My Movie Rating Service

The Setting

My wife would call me from the video store when the new DVDs came out and ask what we should watch. She'd already have grabbed a couple of DVDs with interesting covers, and would want to know if they were any good.

I'd hop online and see what the IMDB ratings were. But IMDB only showed one movie at a time, so we'd have to keep track of all the ratings in our heads as we mulled it over.

Worse, we wouldn't take advantage of the fact that I've got an account at Netflix, which has a very sophisticated algorithm to predict how much I'd enjoy a new movie based on the ratings I've given for other movies. It was too much trouble to navigate from the IMDB to Netflix, you see.

Worse still, we were only looking at the movies that the video store was showcasing. We weren't being made aware of movies that were generally thought to be better than the major releases, or movies that Netflix thought we'd love far more than the average viewer.

The Solution

I wrote a small web service, imdb.dlma.com, that does a few things:

Display for each movie I asked: the IMDB rating, the Netflix average rating, and best of all, the personalized Netflix predicted rating.
Remember the last few movies I asked about, and display them next to each other in a convenient table.
Show me the best new releases of the week.

The service has been alive for a couple of weeks now, and it's paid off in spades! It's brought to our attention movies that we'd never heard of that we'd enjoy far more than the average person. And even more frequently, it's suggested to us that the movie we're thinking about renting won't be worth our time.

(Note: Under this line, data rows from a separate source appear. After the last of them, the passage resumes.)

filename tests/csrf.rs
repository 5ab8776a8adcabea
use anyhow::Result;
use axum::body::Body;
use axum::http::{Request, StatusCode};
use serde_json::json;
use tower::ServiceExt;

mod common;

async fn login_tokens(t: &common::TestApp) -> Result<(String, String)> {
    common::create_user(&t.pool, "csrf@example.com", "password123", false).await?;
    let user_id: String = sqlx::query_scalar("SELECT id FROM users WHERE email = 'csrf@example.com'")
        .fetch_one(&t.pool)
        .await?;
    common::assign_role(
        &t.pool,
        uuid::Uuid::parse_str(&user_id)?,
        "super-admin",
    )
    .await?;

    let resp = common::send_json(
        &t.app,
        "POST",
        "/auth/login",
        None,
        json!({"email": "csrf@example.com", "password": "password123"}),
    )
    .await?;
    assert_eq!(resp.status(), StatusCode::OK);
    let body = common::body_json(resp).await?;

    let token = body["token"].as_str().unwrap().to_string();
    let csrf = body["csrf_token"].as_str().unwrap().to_string();
    Ok((token, csrf))
}

#[tokio::test]
async fn cookie_mutation_without_csrf_header_is_forbidden() -> Result<()> {
    let t = common::setup().await?;
    let (token, csrf) = login_tokens(&t).await?;

    let req = Request::builder()
        .method("POST")
        .uri("/admin/tags")
        .header("content-type", "application/json")
        .header("cookie", format!("bo_session={token}; bo_csrf={csrf}"))
        .body(Body::from(json!({"name": "Casestudy"}).to_string()))?;
    let resp = t.app.clone().oneshot(req).await?;
    assert_eq!(resp.status(), StatusCode::FORBIDDEN);

    Ok(())
}

#[tokio::test]
async fn cookie_mutation_with_matching_header_succeeds() -> Result<()> {
    let t = common::setup().await?;
    let (token, csrf) = login_tokens(&t).await?;

    let req = Request::builder()
        .method("POST")
        .uri("/admin/tags")
        .header("content-type", "application/json")
        .header("cookie", format!("bo_session={token}; bo_csrf={csrf}"))
        .header("x-csrf-token", &csrf)
        .body(Body::from(json!({"name": "Casestudy"}).to_string()))?;
    let resp = t.app.clone().oneshot(req).await?;
    assert_eq!(resp.status(), StatusCode::CREATED);

    Ok(())
}

#[tokio::test]
async fn mismatched_csrf_header_is_forbidden() -> Result<()> {
    let t = common::setup().await?;
    let (token, csrf) = login_tokens(&t).await?;

    let req = Request::builder()
        .method("POST")
        .uri("/admin/tags")
        .header("content-type", "application/json")
        .header("cookie", format!("bo_session={token}; bo_csrf={csrf}"))
        .header("x-csrf-token", "0000000000000000000000000000000000000000000000ff")
        .body(Body::from(json!({"name": "Casestudy"}).to_string()))?;
    let resp = t.app.clone().oneshot(req).await?;
    assert_eq!(resp.status(), StatusCode::FORBIDDEN);

    Ok(())
}

#[tokio::test]
async fn bearer_requests_skip_csrf() -> Result<()> {
    let t = common::setup().await?;
    let (token, _csrf) = login_tokens(&t).await?;

    let resp = common::send_json(
        &t.app,
        "POST",
        "/admin/tags",
        Some(&token),
        json!({"name": "Casestudy"}),
    )
    .await?;
    assert_eq!(resp.status(), StatusCode::CREATED);

    Ok(())
}

#[tokio::test]
async fn cookie_reads_skip_csrf() -> Result<()> {
    let t = common::setup().await?;
    let (token, _csrf) = login_tokens(&t).await?;

    let req = Request::builder()
        .method("GET")
        .uri("/auth/me")
        .header("cookie", format!("bo_session={token}"))
        .body(Body::empty())?;
    let resp = t.app.clone().oneshot(req).await?;
    assert_eq!(resp.status(), StatusCode::OK);

    Ok(())
}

Thank you, little Movie Rating Service of mine!

Details

My website had a cron job that would scan all the weekly new releases from a Netflix feed, and of those, see which ones have 500 or more votes at the IMDB. (The first votes are generally skewed higher, because the first voters have a vested interest in the success of the movie.) Then it would get the average IMDB rating for the movie, the average Netflix rating for the movie, and then my predicted rating of that movie from the Netflix algorithm.

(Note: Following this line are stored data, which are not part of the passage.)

use anyhow::Result;
use axum::http::StatusCode;
use serde_json::json;

mod common;

#[tokio::test]
async fn role_lifecycle_with_permission_replacement() -> Result<()> {
    let t = common::setup().await?;
    let token = common::login_as(&t.app, &t.pool, "root@example.com", "super-admin").await?;

    // Create a custom role with an initial permission set.
    let resp = common::send_json(
        &t.app,
        "POST",
        "/admin/roles",
        Some(&token),
        json!({
            "name": "Sales",
            "level": 20,
            "permissions": ["view-leads", "edit-leads"]
        }),
    )
    .await?;
    assert_eq!(resp.status(), StatusCode::CREATED);
    let role = common::body_json(resp).await?;
    let role_id = role["id"].as_str().unwrap().to_string();
    assert_eq!(role["slug"], "sales");

    // Replace the permission set atomically.
    let resp = common::send_json(
        &t.app,
        "PUT",
        &format!("/admin/roles/{role_id}"),
        Some(&token),
        json!({"permissions": ["view-leads", "view-analytics"]}),
    )
    .await?;
    assert_eq!(resp.status(), StatusCode::OK);

    let resp = common::send(&t.app, "GET", &format!("/admin/roles/{role_id}"), Some(&token)).await?;
    let details = common::body_json(resp).await?;
    let mut perms: Vec<String> = details["permissions"]
        .as_array()
        .unwrap()
        .iter()
        .filter_map(|v| v.as_str().map(String::from))
        .collect();
    perms.sort();
    assert_eq!(perms, vec!["view-analytics", "view-leads"]);

    // A member of the role picks up the new set and loses the old one.
    let sales_token = common::login_as(&t.app, &t.pool, "sales@example.com", "sales").await?;
    let resp = common::send(&t.app, "GET", "/admin/leads", Some(&sales_token)).await?;
    assert_eq!(resp.status(), StatusCode::OK);
    let resp = common::send(
        &t.app,
        "GET",
        "/admin/leads/00000000-0000-0000-0000-000000000000",
        Some(&sales_token),
    )
    .await?;
    // view-leads still grants reads (404 for the bogus id, not 403).
    assert_eq!(resp.status(), StatusCode::NOT_FOUND);

    Ok(())
}

#[tokio::test]
async fn unknown_permission_slug_fails_role_creation() -> Result<()> {
    let t = common::setup().await?;
    let token = common::login_as(&t.app, &t.pool, "root@example.com", "super-admin").await?;

    let resp = common::send_json(
        &t.app,
        "POST",
        "/admin/roles",
        Some(&token),
        json!({"name": "Ghost", "permissions": ["no-such-permission"]}),
    )
    .await?;
    assert_eq!(resp.status(), StatusCode::NOT_FOUND);

    // Nothing was created.
    let count: i64 = sqlx::query_scalar("SELECT COUNT(*) FROM roles WHERE slug = 'ghost'")
        .fetch_one(&t.pool)
        .await?;
    assert_eq!(count, 0);

    Ok(())
}

#[tokio::test]
async fn system_roles_are_protected() -> Result<()> {
    let t = common::setup().await?;
    let token = common::login_as(&t.app, &t.pool, "root@example.com", "super-admin").await?;

    let editor_id: String = sqlx::query_scalar("SELECT id FROM roles WHERE slug = 'editor'")
        .fetch_one(&t.pool)
        .await?;

    let resp = common::send(
        &t.app,
        "DELETE",
        &format!("/admin/roles/{editor_id}"),
        Some(&token),
    )
    .await?;
    assert_eq!(resp.status(), StatusCode::FORBIDDEN);

    let resp = common::send_json(
        &t.app,
        "PUT",
        &format!("/admin/roles/{editor_id}"),
        Some(&token),
        json!({"name": "Renamed"}),
    )
    .await?;
    assert_eq!(resp.status(), StatusCode::FORBIDDEN);

    Ok(())
}

#[tokio::test]
async fn super_admin_slug_is_reserved() -> Result<()> {
    let t = common::setup().await?;
    let token = common::login_as(&t.app, &t.pool, "root@example.com", "super-admin").await?;

    let resp = common::send_json(
        &t.app,
        "POST",
        "/admin/roles",
        Some(&token),
        json!({"name": "Super Admin"}),
    )
    .await?;
    assert_eq!(resp.status(), StatusCode::CONFLICT);

    Ok(())
}

#[tokio::test]
async fn deleting_permission_removes_it_from_effective_sets() -> Result<()> {
    let t = common::setup().await?;
    let root = common::login_as(&t.app, &t.pool, "root@example.com", "super-admin").await?;
    let mgr = common::login_as(&t.app, &t.pool, "mgr@example.com", "manager").await?;

    // Manager can read leads today.
    let resp = common::send(&t.app, "GET", "/admin/leads", Some(&mgr)).await?;
    assert_eq!(resp.status(), StatusCode::OK);

    let perm_id: String = sqlx::query_scalar("SELECT id FROM permissions WHERE slug = 'view-leads'")
        .fetch_one(&t.pool)
        .await?;
    let resp = common::send(
        &t.app,
        "DELETE",
        &format!("/admin/permissions/{perm_id}"),
        Some(&root),
    )
    .await?;
    assert_eq!(resp.status(), StatusCode::NO_CONTENT);

    // The grant disappears from every role on the next request.
    let resp = common::send(&t.app, "GET", "/admin/leads", Some(&mgr)).await?;
    assert_eq!(resp.status(), StatusCode::FORBIDDEN);

    Ok(())
}

#[tokio::test]
async fn referenced_permission_slug_is_immutable() -> Result<()> {
    let t = common::setup().await?;
    let token = common::login_as(&t.app, &t.pool, "root@example.com", "super-admin").await?;

    let perm_id: String =
        sqlx::query_scalar("SELECT id FROM permissions WHERE slug = 'view-content'")
            .fetch_one(&t.pool)
            .await?;

    let resp = common::send_json(
        &t.app,
        "PUT",
        &format!("/admin/permissions/{perm_id}"),
        Some(&token),
        json!({"slug": "read-content"}),
    )
    .await?;
    assert_eq!(resp.status(), StatusCode::CONFLICT);

    // Renaming the display name alone is fine.
    let resp = common::send_json(
        &t.app,
        "PUT",
        &format!("/admin/permissions/{perm_id}"),
        Some(&token),
        json!({"name": "Read content"}),
    )
    .await?;
    assert_eq!(resp.status(), StatusCode::OK);

    Ok(())
}
use axum::extract::State;
use axum::Json;
use serde::Serialize;
use sqlx::query_scalar;
use utoipa::ToSchema;

use crate::app::AppState;
use crate::errors::AppResult;

#[derive(Debug, Serialize, ToSchema)]
pub struct HealthResponse {
    pub status: &'static str,
    pub db_ok: bool,
    pub db_error: Option<String>,
}

#[utoipa::path(
    get,
    path = "/api/health",
    tag = "Health",
    responses((status = 200, description = "Health check", body = HealthResponse))
)]
pub async fn health(State(state): State<AppState>) -> AppResult<Json<HealthResponse>> {
    // Lightweight DB check
    let db_check = query_scalar::<_, i64>("SELECT 1").fetch_one(&state.pool).await;

    match db_check {
        Ok(_) => Ok(Json(HealthResponse { status: "ok", db_ok: true, db_error: None })),
        Err(e) => Ok(Json(HealthResponse { status: "ok", db_ok: false, db_error: Some(e.to_string()) })),
    }
}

To do this, I had to use the official Netflix API, and grant permission, as a Netflix user, for my web service to request the predicted ratings for me. Yay, Netflix, for respecting my privacy, and for providing such an awesome API.

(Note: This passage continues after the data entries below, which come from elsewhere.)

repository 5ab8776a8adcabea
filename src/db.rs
use std::time::Duration;

use anyhow::Context;
use sqlx::sqlite::SqlitePoolOptions;
use sqlx::SqlitePool;

pub async fn init() -> anyhow::Result<SqlitePool> {
    let database_url = std::env::var("DATABASE_URL").context("DATABASE_URL not set")?;

    let pool = SqlitePoolOptions::new()
        .max_connections(10)
        .min_connections(1)
        .acquire_timeout(Duration::from_secs(10))
        .connect(&database_url)
        .await
        .context("failed to connect to database")?;

    sqlx::migrate!()
        .run(&pool)
        .await
        .context("failed to run migrations")?;

    Ok(pool)
}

In addition to the cron job, the site allows me to enter the title of a movie, and it'll do its best to get the IMDB and Netflix ratings based on just that. If it can't tell exactly which movie I meant, it'll offer me a list of titles, and I'll select the one I meant.

Challenges

By far and away, the biggest challenge was that I was dealing with databases maintained by two different companies, with data entered inconsistently in both databases. It's very difficult to determine an exact match when dealing with such sets of data.

Consider that the IMBD associates movies with their original title in the original language. Thus, "The Good, the Bad, and the Ugly" is actually "Il buono, il brutto, il cattivo." And "Star Wars: Episode IV - A New Hope" is actually "Star Wars" at the IMDB. At Netflix, it's actually, "Star Wars: Episode IV: A New Hope," notice the colons instead of the hyphen.

The databases can get anything wrong: titles, names, year-of-release. For example, Adventureland: the IMDB has the year of release at 2009, but Netflix thinks it was released in 2008.

Further confounding the issue is that the databases contain TV series and video games, too. Consider that "Cloudy With A Chance of Meatballs" the movie and game are both released in the same year with the same title and have the same cast. How is an algorithm to determine which entry to use? (Hint: The ESRB rating values are thankfully different than the MPAA's.)

Sample Test Searches That Fail Without Fuzzy Matching

I wrote a "fuzzy match" algorithm that tries to accommodate as many near-misses between the databases as possible. The following list of titles illustrates some of the challenges that have cropped up.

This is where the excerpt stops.